[[ DATA SECTION, beginning ]]

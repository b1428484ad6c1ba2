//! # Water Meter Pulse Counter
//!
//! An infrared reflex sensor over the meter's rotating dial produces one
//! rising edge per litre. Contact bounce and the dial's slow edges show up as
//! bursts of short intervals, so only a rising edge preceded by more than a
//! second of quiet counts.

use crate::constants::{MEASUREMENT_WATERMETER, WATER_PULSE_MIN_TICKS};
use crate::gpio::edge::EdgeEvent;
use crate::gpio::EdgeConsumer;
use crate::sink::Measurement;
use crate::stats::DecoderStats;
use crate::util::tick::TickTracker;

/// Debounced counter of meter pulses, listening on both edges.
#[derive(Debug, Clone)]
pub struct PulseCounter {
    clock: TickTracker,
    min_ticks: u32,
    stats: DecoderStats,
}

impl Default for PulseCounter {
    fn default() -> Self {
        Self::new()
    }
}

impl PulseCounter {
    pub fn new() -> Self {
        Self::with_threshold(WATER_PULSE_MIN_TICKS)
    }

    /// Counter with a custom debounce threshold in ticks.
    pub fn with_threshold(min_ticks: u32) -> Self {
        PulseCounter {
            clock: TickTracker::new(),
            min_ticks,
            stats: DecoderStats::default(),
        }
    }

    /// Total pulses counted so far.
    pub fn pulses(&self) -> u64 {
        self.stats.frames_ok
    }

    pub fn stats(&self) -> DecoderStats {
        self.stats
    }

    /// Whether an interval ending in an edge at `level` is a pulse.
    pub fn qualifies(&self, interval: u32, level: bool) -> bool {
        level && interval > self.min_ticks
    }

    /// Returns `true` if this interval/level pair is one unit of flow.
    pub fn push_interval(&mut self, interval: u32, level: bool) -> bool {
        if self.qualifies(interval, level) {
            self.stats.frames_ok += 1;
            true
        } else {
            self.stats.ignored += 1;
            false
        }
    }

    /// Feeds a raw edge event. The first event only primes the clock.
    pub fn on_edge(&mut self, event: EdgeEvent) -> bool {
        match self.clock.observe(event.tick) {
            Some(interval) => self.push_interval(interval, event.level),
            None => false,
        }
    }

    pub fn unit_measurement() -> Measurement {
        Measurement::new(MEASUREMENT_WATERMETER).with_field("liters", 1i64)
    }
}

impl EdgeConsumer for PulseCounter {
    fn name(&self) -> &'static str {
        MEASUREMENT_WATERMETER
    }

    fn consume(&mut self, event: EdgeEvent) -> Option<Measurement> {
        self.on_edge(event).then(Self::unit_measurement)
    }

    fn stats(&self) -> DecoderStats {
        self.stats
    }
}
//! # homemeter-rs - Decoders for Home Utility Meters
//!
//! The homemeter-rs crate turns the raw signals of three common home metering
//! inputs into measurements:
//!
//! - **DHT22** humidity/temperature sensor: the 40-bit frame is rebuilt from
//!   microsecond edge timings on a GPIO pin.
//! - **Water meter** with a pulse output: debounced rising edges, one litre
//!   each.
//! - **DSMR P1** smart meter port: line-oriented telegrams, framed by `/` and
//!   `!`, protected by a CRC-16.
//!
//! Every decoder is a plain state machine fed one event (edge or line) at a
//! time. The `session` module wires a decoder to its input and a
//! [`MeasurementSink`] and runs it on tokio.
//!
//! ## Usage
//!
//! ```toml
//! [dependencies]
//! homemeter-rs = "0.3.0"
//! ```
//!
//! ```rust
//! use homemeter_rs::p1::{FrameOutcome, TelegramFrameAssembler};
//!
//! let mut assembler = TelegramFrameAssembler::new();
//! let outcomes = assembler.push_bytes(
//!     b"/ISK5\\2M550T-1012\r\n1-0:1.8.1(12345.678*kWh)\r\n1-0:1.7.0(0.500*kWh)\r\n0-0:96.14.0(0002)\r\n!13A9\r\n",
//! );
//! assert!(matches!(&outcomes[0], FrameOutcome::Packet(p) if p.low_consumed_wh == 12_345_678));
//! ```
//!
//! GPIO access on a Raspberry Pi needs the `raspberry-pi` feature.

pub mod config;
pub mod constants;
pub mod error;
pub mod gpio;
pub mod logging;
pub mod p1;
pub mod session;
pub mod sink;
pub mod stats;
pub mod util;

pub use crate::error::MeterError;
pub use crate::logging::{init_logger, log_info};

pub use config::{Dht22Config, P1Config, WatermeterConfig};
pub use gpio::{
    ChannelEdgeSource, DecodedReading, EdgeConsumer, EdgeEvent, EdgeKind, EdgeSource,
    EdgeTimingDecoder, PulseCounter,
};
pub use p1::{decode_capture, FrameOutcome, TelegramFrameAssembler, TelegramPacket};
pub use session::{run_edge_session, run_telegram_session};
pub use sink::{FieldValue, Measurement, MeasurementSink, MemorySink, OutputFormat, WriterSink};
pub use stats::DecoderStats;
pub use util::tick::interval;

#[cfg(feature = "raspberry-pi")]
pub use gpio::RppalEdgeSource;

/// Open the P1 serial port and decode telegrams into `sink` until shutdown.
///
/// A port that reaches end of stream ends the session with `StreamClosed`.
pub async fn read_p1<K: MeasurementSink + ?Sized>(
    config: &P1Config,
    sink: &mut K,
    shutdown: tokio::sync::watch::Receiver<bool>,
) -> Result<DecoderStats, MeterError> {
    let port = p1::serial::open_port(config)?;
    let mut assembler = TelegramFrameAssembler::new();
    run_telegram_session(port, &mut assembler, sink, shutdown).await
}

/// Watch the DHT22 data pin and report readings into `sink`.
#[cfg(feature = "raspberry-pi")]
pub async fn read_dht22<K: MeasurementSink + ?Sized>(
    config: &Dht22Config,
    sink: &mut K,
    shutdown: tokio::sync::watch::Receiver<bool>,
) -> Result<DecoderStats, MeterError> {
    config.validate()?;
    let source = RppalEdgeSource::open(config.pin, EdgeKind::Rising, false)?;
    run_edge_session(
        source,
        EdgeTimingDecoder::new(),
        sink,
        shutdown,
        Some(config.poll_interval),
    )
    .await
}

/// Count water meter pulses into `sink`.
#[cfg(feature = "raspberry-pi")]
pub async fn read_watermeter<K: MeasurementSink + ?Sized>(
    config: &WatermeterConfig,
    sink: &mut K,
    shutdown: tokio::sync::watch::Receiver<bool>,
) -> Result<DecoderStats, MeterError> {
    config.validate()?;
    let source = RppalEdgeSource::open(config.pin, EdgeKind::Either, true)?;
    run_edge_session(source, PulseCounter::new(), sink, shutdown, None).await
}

[[ DATA SECTION, end ]]
[[ DATA SECTION, beginning ]]

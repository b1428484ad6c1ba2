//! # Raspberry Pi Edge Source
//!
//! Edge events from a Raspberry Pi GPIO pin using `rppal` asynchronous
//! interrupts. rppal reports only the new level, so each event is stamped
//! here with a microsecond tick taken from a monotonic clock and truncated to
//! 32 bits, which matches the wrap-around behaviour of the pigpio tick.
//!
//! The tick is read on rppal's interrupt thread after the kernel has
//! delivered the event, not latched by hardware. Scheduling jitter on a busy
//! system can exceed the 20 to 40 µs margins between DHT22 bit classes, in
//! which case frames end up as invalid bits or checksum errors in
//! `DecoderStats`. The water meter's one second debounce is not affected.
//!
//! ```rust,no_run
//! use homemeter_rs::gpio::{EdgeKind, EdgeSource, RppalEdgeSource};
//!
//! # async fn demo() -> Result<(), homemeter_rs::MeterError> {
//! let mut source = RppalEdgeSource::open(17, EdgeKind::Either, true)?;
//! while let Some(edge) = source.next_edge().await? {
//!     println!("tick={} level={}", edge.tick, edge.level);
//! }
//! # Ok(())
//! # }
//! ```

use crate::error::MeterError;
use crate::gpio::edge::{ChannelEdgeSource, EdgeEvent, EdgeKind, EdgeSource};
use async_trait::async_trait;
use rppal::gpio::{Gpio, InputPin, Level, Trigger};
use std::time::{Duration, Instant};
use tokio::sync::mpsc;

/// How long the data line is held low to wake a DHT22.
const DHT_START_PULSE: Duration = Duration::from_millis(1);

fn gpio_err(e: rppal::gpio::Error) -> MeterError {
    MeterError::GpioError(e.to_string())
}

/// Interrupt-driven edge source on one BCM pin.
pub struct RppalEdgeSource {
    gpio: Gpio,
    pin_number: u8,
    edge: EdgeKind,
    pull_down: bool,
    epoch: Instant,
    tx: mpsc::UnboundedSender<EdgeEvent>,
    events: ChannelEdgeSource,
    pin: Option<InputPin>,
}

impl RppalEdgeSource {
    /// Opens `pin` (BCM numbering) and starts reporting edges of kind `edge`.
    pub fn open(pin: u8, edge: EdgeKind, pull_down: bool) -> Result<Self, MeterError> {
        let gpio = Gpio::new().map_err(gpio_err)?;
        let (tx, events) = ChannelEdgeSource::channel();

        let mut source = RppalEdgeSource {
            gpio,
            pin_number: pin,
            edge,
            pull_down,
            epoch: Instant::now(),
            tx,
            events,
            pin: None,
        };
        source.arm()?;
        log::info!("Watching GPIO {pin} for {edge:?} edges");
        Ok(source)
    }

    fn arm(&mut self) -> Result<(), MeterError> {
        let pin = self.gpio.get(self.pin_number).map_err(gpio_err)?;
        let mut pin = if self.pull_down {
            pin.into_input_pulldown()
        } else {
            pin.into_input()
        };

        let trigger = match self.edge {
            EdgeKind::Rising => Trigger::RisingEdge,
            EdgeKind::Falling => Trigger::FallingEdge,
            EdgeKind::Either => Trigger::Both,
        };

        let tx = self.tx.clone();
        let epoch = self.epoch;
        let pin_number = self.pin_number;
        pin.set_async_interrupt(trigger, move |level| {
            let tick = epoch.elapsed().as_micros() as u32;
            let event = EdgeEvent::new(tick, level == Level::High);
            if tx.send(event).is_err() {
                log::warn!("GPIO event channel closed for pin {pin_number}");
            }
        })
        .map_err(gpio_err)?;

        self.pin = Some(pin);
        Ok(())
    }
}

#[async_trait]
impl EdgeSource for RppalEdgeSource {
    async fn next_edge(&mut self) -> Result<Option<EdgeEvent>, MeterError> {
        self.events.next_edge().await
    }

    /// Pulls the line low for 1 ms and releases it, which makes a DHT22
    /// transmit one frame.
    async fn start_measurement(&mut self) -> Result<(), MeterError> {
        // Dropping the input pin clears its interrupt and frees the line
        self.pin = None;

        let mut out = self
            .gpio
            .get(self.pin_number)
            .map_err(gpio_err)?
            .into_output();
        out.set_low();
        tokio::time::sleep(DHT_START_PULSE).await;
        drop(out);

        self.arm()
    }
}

[[ DATA SECTION, end ]]

§ EXERCISE GOAL: Set down precisely the lines above between the line holding "more than a" and the line holding "threshold in ticks.", inclusive, and nothing beyond them.

§ REPLY TO THE EXERCISE:
//! bursts of short intervals, so only a rising edge preceded by more than a
//! second of quiet counts.

use crate::constants::{MEASUREMENT_WATERMETER, WATER_PULSE_MIN_TICKS};
use crate::gpio::edge::EdgeEvent;
use crate::gpio::EdgeConsumer;
use crate::sink::Measurement;
use crate::stats::DecoderStats;
use crate::util::tick::TickTracker;

/// Debounced counter of meter pulses, listening on both edges.
#[derive(Debug, Clone)]
pub struct PulseCounter {
    clock: TickTracker,
    min_ticks: u32,
    stats: DecoderStats,
}

impl Default for PulseCounter {
    fn default() -> Self {
        Self::new()
    }
}

impl PulseCounter {
    pub fn new() -> Self {
        Self::with_threshold(WATER_PULSE_MIN_TICKS)
    }

    /// Counter with a custom debounce threshold in ticks.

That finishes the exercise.